Aim of the exercise —
Search the data for the string "nbrs" and extract every line where it appears.

::::

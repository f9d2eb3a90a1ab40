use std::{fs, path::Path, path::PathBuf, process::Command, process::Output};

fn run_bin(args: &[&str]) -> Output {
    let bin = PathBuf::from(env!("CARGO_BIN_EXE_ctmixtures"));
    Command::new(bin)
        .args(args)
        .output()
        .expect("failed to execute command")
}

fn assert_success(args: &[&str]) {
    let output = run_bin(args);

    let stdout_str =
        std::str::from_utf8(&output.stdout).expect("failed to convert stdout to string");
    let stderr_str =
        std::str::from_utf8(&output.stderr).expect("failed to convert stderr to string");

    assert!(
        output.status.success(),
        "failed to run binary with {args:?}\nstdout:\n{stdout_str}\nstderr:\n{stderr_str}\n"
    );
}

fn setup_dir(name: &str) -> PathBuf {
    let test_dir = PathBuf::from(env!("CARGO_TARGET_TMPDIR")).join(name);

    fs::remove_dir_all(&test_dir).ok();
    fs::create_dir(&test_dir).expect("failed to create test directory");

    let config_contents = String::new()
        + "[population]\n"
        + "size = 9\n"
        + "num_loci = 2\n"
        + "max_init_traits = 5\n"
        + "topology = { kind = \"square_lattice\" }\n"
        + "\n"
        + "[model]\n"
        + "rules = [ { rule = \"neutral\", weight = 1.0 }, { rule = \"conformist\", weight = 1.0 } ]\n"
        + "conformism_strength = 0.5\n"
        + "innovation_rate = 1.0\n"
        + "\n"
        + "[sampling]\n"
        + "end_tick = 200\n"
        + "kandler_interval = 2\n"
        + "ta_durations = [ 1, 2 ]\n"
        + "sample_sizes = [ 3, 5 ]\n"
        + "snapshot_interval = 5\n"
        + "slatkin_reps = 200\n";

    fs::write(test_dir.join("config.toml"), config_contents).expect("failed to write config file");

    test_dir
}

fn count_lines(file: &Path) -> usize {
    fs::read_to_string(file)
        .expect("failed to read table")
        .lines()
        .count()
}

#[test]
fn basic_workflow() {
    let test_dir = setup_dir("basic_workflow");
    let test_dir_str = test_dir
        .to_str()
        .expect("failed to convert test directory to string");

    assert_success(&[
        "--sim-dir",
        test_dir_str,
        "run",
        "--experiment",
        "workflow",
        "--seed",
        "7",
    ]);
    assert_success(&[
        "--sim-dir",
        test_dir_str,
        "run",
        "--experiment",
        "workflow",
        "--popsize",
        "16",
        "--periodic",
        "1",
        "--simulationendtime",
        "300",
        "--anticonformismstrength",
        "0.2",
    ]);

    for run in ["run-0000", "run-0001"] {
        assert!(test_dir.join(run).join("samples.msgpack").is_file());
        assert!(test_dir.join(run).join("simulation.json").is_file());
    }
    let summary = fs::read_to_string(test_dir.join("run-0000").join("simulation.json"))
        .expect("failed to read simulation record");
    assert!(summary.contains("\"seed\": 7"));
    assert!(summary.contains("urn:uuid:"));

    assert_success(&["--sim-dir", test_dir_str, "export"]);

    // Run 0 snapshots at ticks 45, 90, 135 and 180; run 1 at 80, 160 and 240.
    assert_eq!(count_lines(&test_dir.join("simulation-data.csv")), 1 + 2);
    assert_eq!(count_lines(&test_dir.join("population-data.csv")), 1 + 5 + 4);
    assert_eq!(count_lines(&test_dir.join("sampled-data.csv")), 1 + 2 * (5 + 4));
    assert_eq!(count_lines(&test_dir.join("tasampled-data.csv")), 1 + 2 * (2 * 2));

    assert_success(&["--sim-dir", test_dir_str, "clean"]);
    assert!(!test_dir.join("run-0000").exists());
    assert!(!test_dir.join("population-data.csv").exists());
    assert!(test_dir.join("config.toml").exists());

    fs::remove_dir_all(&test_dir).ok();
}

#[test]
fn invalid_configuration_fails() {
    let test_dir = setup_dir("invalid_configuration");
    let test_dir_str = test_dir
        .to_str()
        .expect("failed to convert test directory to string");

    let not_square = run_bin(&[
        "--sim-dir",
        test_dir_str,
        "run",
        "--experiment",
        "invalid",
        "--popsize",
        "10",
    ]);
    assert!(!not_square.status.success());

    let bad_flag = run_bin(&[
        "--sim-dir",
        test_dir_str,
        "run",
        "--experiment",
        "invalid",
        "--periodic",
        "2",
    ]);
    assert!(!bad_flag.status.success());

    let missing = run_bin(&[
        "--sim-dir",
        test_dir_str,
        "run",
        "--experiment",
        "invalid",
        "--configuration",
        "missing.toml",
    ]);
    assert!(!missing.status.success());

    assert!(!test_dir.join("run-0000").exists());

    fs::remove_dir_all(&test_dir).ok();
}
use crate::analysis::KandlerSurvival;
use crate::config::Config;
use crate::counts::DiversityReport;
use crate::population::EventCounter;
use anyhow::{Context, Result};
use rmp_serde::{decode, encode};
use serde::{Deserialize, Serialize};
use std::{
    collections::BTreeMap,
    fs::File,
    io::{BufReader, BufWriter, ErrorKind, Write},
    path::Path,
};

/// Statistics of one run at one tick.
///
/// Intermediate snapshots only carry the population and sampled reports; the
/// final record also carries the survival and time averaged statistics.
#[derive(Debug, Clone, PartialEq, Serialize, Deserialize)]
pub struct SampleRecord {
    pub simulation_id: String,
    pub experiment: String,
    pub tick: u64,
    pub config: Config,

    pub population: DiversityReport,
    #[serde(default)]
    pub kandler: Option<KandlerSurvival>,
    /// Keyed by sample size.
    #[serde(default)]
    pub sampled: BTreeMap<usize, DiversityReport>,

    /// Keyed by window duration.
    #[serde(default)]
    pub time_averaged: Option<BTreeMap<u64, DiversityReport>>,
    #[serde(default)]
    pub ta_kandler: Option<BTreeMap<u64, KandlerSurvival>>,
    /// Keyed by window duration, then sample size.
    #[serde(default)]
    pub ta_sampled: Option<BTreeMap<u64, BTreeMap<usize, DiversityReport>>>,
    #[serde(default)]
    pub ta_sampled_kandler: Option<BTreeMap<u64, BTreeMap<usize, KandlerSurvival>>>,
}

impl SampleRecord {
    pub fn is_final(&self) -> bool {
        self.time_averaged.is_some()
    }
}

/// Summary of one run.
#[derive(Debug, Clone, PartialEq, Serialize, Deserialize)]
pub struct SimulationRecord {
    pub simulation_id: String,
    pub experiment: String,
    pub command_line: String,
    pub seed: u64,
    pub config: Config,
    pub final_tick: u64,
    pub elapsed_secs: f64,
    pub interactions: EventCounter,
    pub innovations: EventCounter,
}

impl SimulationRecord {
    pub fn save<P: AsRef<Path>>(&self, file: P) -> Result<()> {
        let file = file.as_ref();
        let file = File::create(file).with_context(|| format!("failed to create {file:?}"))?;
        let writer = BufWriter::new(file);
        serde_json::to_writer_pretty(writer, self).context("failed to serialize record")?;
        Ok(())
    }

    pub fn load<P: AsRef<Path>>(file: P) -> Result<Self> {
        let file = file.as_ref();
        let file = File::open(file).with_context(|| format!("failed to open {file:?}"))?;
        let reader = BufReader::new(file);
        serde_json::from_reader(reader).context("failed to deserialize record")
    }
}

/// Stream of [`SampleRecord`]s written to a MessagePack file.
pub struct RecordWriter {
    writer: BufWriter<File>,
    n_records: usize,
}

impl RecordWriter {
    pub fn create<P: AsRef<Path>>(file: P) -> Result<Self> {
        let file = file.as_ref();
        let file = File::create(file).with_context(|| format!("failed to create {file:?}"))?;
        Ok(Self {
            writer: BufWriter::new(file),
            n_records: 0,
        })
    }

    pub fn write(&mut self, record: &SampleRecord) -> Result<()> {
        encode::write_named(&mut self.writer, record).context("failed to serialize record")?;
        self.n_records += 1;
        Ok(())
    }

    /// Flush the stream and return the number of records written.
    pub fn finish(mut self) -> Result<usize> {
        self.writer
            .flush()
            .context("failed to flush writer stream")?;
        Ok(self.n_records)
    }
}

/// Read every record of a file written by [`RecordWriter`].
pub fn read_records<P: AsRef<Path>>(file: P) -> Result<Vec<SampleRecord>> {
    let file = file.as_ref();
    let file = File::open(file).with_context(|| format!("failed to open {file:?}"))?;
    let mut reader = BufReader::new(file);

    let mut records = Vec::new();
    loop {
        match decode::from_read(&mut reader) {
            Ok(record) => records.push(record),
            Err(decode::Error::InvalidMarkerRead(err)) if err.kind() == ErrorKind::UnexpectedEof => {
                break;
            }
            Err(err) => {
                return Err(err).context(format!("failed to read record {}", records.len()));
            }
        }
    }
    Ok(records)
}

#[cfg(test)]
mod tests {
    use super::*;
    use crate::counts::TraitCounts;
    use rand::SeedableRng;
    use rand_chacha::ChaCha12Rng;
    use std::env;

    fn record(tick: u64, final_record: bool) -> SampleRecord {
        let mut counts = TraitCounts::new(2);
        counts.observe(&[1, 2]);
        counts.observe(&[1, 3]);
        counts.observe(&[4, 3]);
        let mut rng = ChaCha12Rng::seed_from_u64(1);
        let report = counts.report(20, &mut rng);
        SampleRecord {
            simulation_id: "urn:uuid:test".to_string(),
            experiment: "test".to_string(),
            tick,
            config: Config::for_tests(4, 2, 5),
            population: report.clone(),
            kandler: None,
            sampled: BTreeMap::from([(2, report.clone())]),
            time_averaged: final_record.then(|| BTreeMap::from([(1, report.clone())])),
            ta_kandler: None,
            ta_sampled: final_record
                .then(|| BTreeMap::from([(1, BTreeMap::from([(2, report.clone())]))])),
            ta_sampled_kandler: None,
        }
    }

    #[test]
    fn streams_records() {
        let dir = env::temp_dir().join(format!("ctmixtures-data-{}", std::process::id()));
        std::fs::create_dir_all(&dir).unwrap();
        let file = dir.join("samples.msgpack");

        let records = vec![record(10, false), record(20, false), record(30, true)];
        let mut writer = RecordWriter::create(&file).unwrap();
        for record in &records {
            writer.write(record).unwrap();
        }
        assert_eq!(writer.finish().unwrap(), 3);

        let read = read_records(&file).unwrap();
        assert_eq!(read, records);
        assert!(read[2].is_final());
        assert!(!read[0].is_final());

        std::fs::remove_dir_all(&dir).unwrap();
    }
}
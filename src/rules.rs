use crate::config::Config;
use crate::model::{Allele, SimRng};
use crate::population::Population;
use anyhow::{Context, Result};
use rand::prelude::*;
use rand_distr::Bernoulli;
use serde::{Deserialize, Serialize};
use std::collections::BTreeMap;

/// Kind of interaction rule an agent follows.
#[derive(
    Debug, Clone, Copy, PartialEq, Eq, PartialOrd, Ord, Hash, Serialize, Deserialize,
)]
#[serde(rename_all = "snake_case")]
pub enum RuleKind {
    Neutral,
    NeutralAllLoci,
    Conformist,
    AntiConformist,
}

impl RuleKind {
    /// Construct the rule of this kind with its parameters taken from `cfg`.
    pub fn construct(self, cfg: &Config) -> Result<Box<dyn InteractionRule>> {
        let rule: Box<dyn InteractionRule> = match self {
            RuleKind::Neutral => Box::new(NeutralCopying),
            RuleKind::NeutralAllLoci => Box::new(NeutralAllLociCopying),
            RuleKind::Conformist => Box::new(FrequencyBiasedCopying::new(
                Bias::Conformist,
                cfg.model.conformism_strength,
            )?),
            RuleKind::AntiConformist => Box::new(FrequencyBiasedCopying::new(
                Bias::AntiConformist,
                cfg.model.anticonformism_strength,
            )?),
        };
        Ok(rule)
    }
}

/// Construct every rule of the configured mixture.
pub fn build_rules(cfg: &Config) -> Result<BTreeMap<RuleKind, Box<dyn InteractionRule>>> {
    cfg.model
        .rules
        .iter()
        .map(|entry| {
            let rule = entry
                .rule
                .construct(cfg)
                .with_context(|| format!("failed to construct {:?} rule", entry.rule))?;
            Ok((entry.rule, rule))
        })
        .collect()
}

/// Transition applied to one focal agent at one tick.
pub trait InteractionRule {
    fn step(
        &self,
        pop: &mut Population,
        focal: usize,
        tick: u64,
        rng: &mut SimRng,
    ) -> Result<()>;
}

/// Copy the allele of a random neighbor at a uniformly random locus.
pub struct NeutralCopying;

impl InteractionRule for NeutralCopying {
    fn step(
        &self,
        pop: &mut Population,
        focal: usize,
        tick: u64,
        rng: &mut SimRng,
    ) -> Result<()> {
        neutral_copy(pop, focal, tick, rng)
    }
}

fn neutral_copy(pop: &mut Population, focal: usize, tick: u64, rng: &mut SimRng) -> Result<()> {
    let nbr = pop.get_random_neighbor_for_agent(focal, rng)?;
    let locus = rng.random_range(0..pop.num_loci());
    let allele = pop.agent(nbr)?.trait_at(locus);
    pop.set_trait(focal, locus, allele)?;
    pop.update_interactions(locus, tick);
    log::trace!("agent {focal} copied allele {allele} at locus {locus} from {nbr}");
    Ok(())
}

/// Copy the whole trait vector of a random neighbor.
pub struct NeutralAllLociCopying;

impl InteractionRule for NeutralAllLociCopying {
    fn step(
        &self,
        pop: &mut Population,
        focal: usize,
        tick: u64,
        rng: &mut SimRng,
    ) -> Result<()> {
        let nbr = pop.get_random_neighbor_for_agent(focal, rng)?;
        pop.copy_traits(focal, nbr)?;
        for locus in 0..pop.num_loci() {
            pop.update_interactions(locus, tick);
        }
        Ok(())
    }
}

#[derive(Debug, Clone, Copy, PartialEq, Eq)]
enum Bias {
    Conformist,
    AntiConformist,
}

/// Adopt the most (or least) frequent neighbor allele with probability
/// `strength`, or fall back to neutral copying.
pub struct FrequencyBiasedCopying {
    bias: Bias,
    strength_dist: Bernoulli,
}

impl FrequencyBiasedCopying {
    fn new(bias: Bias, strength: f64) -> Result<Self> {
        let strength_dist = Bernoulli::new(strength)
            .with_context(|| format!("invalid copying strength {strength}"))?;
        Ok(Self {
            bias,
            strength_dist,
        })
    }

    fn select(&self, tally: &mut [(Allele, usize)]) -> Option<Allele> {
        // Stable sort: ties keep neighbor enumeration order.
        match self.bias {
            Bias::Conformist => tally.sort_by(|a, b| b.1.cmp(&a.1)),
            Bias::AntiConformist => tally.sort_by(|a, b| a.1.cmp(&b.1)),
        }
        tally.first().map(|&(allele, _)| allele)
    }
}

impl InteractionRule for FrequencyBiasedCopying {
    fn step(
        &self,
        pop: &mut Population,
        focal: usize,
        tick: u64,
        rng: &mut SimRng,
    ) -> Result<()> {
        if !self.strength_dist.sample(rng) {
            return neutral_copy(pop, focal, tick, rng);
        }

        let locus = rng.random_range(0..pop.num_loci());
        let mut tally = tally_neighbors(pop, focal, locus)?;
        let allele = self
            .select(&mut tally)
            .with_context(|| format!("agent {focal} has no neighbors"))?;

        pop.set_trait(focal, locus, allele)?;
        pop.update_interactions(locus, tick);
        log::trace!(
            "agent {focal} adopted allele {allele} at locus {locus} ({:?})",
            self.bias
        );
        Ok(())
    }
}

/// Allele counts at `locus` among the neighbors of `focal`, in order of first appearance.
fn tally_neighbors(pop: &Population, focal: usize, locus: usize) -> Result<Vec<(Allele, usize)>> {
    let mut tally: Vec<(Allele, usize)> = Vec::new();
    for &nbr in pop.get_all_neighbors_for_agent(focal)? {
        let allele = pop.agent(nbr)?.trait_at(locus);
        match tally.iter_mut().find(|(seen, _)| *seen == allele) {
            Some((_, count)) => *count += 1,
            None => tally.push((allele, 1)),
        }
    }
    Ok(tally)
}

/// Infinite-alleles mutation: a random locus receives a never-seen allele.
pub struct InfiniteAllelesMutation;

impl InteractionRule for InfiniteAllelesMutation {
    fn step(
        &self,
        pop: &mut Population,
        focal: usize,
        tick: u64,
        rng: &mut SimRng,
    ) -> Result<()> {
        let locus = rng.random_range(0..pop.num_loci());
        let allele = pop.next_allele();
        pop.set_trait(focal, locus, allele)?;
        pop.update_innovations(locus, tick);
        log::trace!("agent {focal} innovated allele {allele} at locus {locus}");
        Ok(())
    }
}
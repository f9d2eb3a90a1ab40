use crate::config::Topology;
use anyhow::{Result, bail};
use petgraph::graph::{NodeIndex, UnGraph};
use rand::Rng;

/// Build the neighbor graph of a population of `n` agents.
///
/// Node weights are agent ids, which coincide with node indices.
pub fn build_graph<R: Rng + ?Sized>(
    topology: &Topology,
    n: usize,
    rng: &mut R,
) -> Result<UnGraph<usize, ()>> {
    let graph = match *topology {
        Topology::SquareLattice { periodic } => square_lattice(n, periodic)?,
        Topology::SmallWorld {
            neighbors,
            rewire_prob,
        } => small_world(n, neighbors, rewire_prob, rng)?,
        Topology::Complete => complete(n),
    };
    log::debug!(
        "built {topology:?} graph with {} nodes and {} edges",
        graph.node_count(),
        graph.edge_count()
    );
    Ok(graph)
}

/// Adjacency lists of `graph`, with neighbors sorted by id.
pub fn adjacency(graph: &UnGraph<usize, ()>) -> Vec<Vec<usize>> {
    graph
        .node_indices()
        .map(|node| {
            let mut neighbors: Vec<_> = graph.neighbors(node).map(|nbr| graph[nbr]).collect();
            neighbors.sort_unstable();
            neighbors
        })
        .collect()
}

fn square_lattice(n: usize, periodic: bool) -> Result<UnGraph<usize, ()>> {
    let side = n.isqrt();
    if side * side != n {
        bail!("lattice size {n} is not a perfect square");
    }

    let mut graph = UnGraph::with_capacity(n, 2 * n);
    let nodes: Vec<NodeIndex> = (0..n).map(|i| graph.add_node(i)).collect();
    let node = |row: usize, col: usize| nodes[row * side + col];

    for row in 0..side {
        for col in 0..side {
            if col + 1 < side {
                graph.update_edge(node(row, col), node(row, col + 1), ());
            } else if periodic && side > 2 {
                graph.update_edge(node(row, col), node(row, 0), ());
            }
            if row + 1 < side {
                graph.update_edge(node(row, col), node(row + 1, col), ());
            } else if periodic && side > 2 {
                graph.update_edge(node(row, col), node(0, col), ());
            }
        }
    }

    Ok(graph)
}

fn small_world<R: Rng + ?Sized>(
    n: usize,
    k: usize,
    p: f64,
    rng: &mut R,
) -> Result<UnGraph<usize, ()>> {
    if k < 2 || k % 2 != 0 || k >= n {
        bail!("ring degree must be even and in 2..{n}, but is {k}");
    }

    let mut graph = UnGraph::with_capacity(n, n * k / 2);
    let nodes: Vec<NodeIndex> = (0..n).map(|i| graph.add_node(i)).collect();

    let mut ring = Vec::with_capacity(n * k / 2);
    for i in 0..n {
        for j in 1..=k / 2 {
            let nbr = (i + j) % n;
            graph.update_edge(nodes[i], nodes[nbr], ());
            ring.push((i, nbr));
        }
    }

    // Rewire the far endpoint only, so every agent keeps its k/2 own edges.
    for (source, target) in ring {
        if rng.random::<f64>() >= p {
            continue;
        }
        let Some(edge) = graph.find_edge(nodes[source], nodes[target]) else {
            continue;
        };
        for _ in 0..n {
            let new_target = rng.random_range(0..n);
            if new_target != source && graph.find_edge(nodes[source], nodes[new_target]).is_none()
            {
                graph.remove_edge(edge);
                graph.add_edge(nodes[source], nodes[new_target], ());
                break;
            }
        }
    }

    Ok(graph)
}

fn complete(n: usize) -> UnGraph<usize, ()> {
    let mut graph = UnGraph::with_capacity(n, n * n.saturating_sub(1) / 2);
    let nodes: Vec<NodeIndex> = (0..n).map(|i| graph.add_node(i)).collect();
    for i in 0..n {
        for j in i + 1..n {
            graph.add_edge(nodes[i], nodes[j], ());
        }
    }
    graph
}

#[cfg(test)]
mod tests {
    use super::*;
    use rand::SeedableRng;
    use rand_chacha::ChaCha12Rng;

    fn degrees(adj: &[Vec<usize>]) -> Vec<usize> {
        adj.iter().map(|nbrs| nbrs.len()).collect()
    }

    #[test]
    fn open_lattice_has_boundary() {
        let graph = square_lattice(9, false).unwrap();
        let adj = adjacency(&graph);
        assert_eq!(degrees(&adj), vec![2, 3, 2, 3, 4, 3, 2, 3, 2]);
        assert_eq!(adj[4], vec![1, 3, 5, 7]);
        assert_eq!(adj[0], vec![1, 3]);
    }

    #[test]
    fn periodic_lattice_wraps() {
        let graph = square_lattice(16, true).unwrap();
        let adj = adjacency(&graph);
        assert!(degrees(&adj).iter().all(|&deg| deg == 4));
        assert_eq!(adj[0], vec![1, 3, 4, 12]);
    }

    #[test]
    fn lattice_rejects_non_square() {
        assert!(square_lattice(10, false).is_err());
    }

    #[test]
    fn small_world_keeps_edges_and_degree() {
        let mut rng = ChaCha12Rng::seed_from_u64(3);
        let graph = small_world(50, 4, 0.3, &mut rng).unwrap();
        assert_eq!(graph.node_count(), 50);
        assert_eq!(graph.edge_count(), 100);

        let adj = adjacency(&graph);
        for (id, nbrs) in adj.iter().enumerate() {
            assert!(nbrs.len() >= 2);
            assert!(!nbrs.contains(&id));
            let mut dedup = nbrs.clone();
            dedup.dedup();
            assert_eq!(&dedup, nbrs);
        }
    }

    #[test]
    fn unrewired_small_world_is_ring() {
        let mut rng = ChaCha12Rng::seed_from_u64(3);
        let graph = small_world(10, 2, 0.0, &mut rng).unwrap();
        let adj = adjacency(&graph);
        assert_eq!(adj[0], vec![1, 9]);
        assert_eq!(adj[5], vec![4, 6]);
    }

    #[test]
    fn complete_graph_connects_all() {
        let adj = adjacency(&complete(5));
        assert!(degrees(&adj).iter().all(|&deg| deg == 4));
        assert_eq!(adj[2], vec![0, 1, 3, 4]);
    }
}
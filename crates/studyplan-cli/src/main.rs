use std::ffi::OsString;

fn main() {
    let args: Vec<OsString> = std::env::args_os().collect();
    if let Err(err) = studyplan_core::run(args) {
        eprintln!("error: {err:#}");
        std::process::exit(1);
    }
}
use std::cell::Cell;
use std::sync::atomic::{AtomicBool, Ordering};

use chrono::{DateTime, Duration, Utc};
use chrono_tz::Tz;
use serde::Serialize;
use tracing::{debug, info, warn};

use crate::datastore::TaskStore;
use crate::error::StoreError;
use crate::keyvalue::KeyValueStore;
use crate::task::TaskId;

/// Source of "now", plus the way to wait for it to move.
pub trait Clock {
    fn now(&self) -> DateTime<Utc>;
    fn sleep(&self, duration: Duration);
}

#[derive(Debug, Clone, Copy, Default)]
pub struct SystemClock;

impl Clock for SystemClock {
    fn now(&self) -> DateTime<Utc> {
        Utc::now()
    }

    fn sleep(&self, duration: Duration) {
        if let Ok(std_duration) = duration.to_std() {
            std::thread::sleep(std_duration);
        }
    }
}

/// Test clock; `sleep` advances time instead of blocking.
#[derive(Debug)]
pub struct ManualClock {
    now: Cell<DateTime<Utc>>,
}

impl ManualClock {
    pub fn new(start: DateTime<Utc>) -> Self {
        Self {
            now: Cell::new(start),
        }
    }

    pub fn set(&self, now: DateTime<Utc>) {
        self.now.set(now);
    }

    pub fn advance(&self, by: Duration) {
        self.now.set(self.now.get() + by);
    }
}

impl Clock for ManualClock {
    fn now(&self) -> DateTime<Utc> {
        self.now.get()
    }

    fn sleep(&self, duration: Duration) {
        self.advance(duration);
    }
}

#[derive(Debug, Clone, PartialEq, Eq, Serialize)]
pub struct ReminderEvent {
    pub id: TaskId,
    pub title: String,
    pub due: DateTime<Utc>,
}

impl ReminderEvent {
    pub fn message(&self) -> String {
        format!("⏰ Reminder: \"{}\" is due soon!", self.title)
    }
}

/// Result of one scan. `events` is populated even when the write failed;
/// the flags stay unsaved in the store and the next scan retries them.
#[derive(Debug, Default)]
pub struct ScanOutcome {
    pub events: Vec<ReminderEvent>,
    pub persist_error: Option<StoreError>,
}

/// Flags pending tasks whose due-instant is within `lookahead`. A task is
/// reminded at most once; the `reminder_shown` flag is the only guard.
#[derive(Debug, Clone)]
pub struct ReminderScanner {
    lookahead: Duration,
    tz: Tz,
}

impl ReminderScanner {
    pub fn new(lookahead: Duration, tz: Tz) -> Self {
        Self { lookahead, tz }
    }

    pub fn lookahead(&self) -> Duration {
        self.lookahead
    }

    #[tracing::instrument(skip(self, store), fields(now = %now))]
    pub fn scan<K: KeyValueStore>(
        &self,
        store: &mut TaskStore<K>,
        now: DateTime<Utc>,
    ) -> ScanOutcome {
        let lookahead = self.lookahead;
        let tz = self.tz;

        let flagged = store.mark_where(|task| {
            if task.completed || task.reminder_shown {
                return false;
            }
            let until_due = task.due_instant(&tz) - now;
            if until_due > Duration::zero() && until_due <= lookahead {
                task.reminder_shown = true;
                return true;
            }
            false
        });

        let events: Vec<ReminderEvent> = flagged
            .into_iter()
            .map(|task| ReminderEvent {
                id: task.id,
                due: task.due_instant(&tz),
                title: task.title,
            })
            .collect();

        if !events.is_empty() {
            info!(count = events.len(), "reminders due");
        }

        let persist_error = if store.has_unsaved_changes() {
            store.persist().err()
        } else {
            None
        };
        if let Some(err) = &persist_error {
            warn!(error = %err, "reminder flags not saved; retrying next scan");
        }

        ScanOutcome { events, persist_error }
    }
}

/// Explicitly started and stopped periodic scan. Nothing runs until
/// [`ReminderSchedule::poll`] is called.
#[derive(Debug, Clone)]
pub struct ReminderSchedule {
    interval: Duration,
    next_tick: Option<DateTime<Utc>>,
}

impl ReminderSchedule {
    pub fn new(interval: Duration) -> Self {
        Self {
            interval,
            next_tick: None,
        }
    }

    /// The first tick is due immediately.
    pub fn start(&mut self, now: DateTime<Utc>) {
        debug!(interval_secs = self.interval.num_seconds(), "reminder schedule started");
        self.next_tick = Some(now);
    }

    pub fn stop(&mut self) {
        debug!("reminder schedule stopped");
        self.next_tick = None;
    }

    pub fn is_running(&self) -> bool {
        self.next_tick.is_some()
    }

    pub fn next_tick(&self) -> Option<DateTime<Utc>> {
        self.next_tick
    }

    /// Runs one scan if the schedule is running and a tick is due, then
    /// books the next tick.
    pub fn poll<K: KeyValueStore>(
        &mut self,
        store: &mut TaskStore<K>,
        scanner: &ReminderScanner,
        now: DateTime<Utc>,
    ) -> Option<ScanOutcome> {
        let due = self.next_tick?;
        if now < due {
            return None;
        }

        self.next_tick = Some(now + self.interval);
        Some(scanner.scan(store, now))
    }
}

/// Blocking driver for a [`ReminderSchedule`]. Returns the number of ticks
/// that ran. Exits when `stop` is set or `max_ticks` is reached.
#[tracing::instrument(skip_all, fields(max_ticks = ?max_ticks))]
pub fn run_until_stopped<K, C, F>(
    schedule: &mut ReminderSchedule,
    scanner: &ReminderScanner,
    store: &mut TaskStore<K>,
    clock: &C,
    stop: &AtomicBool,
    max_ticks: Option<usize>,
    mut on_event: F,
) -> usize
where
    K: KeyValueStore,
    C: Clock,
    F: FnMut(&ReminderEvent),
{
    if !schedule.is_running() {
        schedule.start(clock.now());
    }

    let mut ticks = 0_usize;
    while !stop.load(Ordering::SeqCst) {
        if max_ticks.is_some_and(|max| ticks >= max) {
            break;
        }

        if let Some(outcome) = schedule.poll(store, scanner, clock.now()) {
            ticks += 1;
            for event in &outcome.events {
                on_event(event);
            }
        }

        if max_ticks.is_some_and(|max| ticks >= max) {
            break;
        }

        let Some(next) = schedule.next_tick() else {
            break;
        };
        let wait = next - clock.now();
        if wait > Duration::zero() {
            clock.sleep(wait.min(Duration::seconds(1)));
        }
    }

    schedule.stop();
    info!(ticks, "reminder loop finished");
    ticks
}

::::

Response to the task —
        adj.iter().map(|nbrs| nbrs.len()).collect()
        for (id, nbrs) in adj.iter().enumerate() {
            assert!(nbrs.len() >= 2);
            assert!(!nbrs.contains(&id));
            let mut dedup = nbrs.clone();
            assert_eq!(&dedup, nbrs);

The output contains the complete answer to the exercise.